As published in The Santa Fe New Mexican
March 18, 2005
Listening to a batch of recent -- and fairly recent -- CDs in my never-ending pile of promos, I can’t help but be drawn back to a strange little song from my elementary school music class.
I’ve written about it before in this very column, but it continues to haunt me. It was a patriotic little ditty called "An American Is a Very Lucky Man."
For years, I didn’t know where the song came from. As far as I knew, it was written by some music teacher in Oklahoma City.
Through the magic of Google, I just learned that it was written by George Mysels and J. Maloy Roach, a songwriting team best known for the inspirational Perry Como hit "One Little Candle," and that at one point it was performed by Fred Waring -- I’m not sure with or without His Pennsylvanians.
Yes, like the Candle song, "Lucky Man" was dangerously corny, but it had a nice populist twist that made an impression: "The man who builds a house of wood and a man who welds a tank/ is just as proud and just as good as the man who owns the bank."
But it was the last verse, a celebration of cultural diversity, that I believe helped shape my wide tastes in music (as well as food.)
"An American is a very lucky guy/ He can eat chow mien or borscht or pizza pie ..."
By extension, that means you can enjoy polka, New Orleans jazz and strange strains of jazz fusion and ‘70s Blaxploitation soul -- as performed by Frenchmen.
I sure do. An American is a very lucky man.
*Let’s Kiss by Brave Combo. The Combo call this CD their “25th Anniversary Album.” It’s hard to believe the boys from Denton have been playing their high-energy mix of polka, rock and anything that crosses their collective mind for that long. But they sound as if they still love doing it.
This is a collection of newly recorded material. The liner notes say they’ll wait until their 50th anniversary to do a retrospective.
The Combo doesn’t break much new ground here. They still do a basic pumped-up polka beat driven home by the horn section of Jeffrey Barnes (clarinet and saxes) and Danny O’Brien (trumpet). Guitarist Carl Finch still has that goofy warble when he signs and bassist Bubba Hernandez specializes in those irresistible Mexican polkas.
And they still have a knack for crazy cover tunes. They do the old tune "Bumble Bee" (best known by The Searchers, but done best by Laverne Baker), complete with an instrumental section of "Flight of the Bumble Bee."
They make "Red River Valley" sound as if it were written for a polka band. Plus there’s two versions of "Take Me Out to the Ball Game" and a minute-long version of The Simpsons theme.
*Putomayo Presents New Orleans. The pantheon of New Orleans musical vast is so great it would be ridiculous to even try to represent it on one disc. Therefore, I have to quibble with the title of this CD.

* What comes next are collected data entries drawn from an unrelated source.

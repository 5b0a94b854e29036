//! Stored identity and the persistence seam
//!
//! The login driver only talks to [`CredentialStore`]; hosts decide
//! where the state actually lives.

use std::io::ErrorKind;
use std::path::PathBuf;

use async_trait::async_trait;
use base64::Engine as _;
use base64::engine::general_purpose::STANDARD;
use parking_lot::Mutex;
use serde::{Deserialize, Serialize};

use crate::error::Result;

/// Credentials of a successfully authenticated account
#[derive(Debug, Clone, PartialEq, Eq, Serialize, Deserialize)]
pub struct Identity {
    /// Login name
    pub account_name: String,
    /// Full 64-bit steam id
    pub steam_id: u64,
    /// Long-lived token exchanged during logon
    pub refresh_token: String,
    /// Short-lived token subordinate to the refresh token
    #[serde(default, skip_serializing_if = "Option::is_none")]
    pub access_token: Option<String>,
    /// Display name, filled in once account info arrives
    #[serde(default, skip_serializing_if = "Option::is_none")]
    pub persona_name: Option<String>,
}

impl Identity {
    /// Low 32 bits of the steam id.
    #[must_use]
    pub fn account_id(&self) -> u32 {
        (self.steam_id & 0xFFFF_FFFF) as u32
    }
}

/// Everything the login driver persists between runs
#[derive(Debug, Clone, Default, PartialEq, Serialize, Deserialize)]
pub struct StoredState {
    #[serde(default, skip_serializing_if = "Option::is_none")]
    pub identity: Option<Identity>,
    /// Base64 of the random machine id
    #[serde(default, skip_serializing_if = "Option::is_none")]
    pub machine_id: Option<String>,
}

impl StoredState {
    /// Decoded machine id, if one has been stored and decodes cleanly.
    #[must_use]
    pub fn machine_id_bytes(&self) -> Option<Vec<u8>> {
        self.machine_id
            .as_deref()
            .and_then(|encoded| STANDARD.decode(encoded).ok())
    }

    pub fn set_machine_id(&mut self, bytes: &[u8]) {
        self.machine_id = Some(STANDARD.encode(bytes));
    }
}

/// Persistence seam for the login driver
#[async_trait]
pub trait CredentialStore: Send + Sync {
    async fn load(&self) -> Result<StoredState>;
    async fn save(&self, state: &StoredState) -> Result<()>;
}

/// In-memory store for tests and throwaway sessions
#[derive(Debug, Default)]
pub struct MemoryStore {
    state: Mutex<StoredState>,
}

#[async_trait]
impl CredentialStore for MemoryStore {
    async fn load(&self) -> Result<StoredState> {
        Ok(self.state.lock().clone())
    }

    async fn save(&self, state: &StoredState) -> Result<()> {
        *self.state.lock() = state.clone();
        Ok(())
    }
}

/// Stores the state as pretty-printed JSON at a fixed path.
///
/// A missing file loads as the default state, so first runs need no
/// setup.
#[derive(Debug, Clone)]
pub struct JsonFileStore {
    path: PathBuf,
}

impl JsonFileStore {
    #[must_use]
    pub fn new(path: impl Into<PathBuf>) -> Self {
        Self { path: path.into() }
    }
}

#[async_trait]
impl CredentialStore for JsonFileStore {
    async fn load(&self) -> Result<StoredState> {
        match tokio::fs::read(&self.path).await {
            Ok(bytes) => Ok(serde_json::from_slice(&bytes)?),
            Err(err) if err.kind() == ErrorKind::NotFound => Ok(StoredState::default()),
            Err(err) => Err(err.into()),
        }
    }

    async fn save(&self, state: &StoredState) -> Result<()> {
        if let Some(parent) = self.path.parent() {
            tokio::fs::create_dir_all(parent).await?;
        }
        let body = serde_json::to_vec_pretty(state)?;
        tokio::fs::write(&self.path, body).await?;
        Ok(())
    }
}

#[cfg(test)]
mod tests {
    use pretty_assertions::assert_eq;

    use super::*;

    fn sample_identity() -> Identity {
        Identity {
            account_name: "gamer".to_string(),
            steam_id: 76_561_198_000_000_001,
            refresh_token: "refresh".to_string(),
            access_token: Some("access".to_string()),
            persona_name: None,
        }
    }

    #[test]
    fn test_account_id_is_low_word() {
        assert_eq!(sample_identity().account_id(), 39_734_273);
    }

    #[test]
    fn test_machine_id_round_trips_through_base64() {
        let mut state = StoredState::default();
        state.set_machine_id(&[7u8; 32]);
        assert_eq!(state.machine_id_bytes(), Some(vec![7u8; 32]));
    }

    #[tokio::test]
    async fn test_memory_store_round_trip() {
        let store = MemoryStore::default();
        let state = StoredState {
            identity: Some(sample_identity()),
            machine_id: None,
        };
        store.save(&state).await.unwrap();
        assert_eq!(store.load().await.unwrap(), state);
    }

    #[tokio::test]
    async fn test_file_store_round_trip() {
        let dir = tempfile::tempdir().unwrap();
        let store = JsonFileStore::new(dir.path().join("credentials.json"));
        let mut state = StoredState {
            identity: Some(sample_identity()),
            machine_id: None,
        };
        state.set_machine_id(&[3u8; 32]);
        store.save(&state).await.unwrap();
        assert_eq!(store.load().await.unwrap(), state);
    }

    #[tokio::test]
    async fn test_missing_file_loads_default() {
        let dir = tempfile::tempdir().unwrap();
        let store = JsonFileStore::new(dir.path().join("absent.json"));
        assert_eq!(store.load().await.unwrap(), StoredState::default());
    }
}
//! Temporary exclusion of failing endpoints

use std::collections::HashMap;
use std::time::{Duration, Instant};

use parking_lot::RwLock;
use tracing::debug;

/// Tracks endpoints that recently failed, each with an expiry.
///
/// Entries past their expiry behave as absent and are purged lazily.
#[derive(Debug, Default)]
pub struct Blacklist {
    entries: RwLock<HashMap<String, Instant>>,
}

impl Blacklist {
    #[must_use]
    pub fn new() -> Self {
        Self::default()
    }

    /// Excludes an endpoint for the given duration.
    pub fn insert(&self, address: &str, duration: Duration) {
        debug!(address, ?duration, "blacklisting endpoint");
        self.entries
            .write()
            .insert(address.to_string(), Instant::now() + duration);
    }

    /// True while the endpoint's exclusion has not yet expired.
    pub fn contains(&self, address: &str) -> bool {
        self.entries
            .read()
            .get(address)
            .is_some_and(|expiry| *expiry > Instant::now())
    }

    /// Drops entries whose exclusion has expired.
    pub fn purge_expired(&self) {
        let now = Instant::now();
        self.entries.write().retain(|_, expiry| *expiry > now);
    }

    /// Number of live entries, counting not-yet-purged expired ones.
    pub fn len(&self) -> usize {
        self.entries.read().len()
    }

    pub fn is_empty(&self) -> bool {
        self.entries.read().is_empty()
    }
}

#[cfg(test)]
mod tests {
    use super::*;

    #[test]
    fn test_contains_until_expiry() {
        let blacklist = Blacklist::new();
        blacklist.insert("cm1.example.net:443", Duration::from_millis(50));
        assert!(blacklist.contains("cm1.example.net:443"));
        std::thread::sleep(Duration::from_millis(60));
        assert!(!blacklist.contains("cm1.example.net:443"));
    }

    #[test]
    fn test_unknown_endpoint_not_contained() {
        let blacklist = Blacklist::new();
        assert!(!blacklist.contains("cm9.example.net:443"));
    }

    #[test]
    fn test_purge_expired() {
        let blacklist = Blacklist::new();
        blacklist.insert("a:1", Duration::from_millis(10));
        blacklist.insert("b:2", Duration::from_secs(60));
        std::thread::sleep(Duration::from_millis(20));
        blacklist.purge_expired();
        assert_eq!(blacklist.len(), 1);
        assert!(blacklist.contains("b:2"));
    }
}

And I’m irritated because the 35 or so pages of liner notes give precious little recording date information on the songs here.
But listening to the good-time music included on New Orleans, it’s hard to stay grumpy very long.
The emphasis of this compilation is on Crescent City jazz. You won’t find any Professor Longhair, Fats Domino, Clarence “Frogman” Henry or Neville Brothers. The only famous contributor from the New Orleans rock world here is Dr. John, who does a soulful “Basin Street Blues.”
Some of my favorites here are Louie and Louie -- Armstrong and Prima.
Satch’s “Tin Roof Blues” is a slow blues recorded in 1966, late in his career. It’s not nearly as powerful as his early recordings, but he could still blow.
Prima does a snazzy version of “Basin Street Blues,” complete with his trademark scat singing. Even though at two minutes it’s less than half as long as Dr. John’s version, Prima's is more satisfying.
One of the strangest cuts here is Dr. Michael White’s “Give it Up (Gypsy Second Line).” With White’s wailing clarinet, this tune suggests a connection between New Orleans jazz and klezmer.
*Memento by Soel. Close your eyes when you’re listening to this album and try not to visualize Richard Roundtree or Melvin Van Peebles or Pam Greer duking it out with The Man. This music could be straight out of some long lost Blaxploitation flick.
True, you can hear little modern touches of hip-hop and electronica here and there. It’s pretty obvious on the trippy cut called “Earth Mother” with its percussive loops of tablas and dub-like bass and on “To This World” with its relentless hip-hop funky drum loop.
But the spirit of movies like Shaft and music like “Papa Was a Rolling Stone” prevails through all the tracks of Memento. There’s even some vocal samples of the militant proto-rap group The Last Poets on a couple of songs.
Surprisingly this album primarily is the work of French hipsters. Trumpet player Pascal Ohse is the mastermind here, while his longtime collaborator Ludovic Navarre, aka St. Germain, is producer and musical director.
While there are samplers and synthesizers at work here, real live musicians carry the major load. Edouard Labor’s flute on “We Have Died Already” is downright hypnotic.
Ohse and Navarre have done a magnificent job absorbing the music of the Superfly era and synthesizing it into something timeless.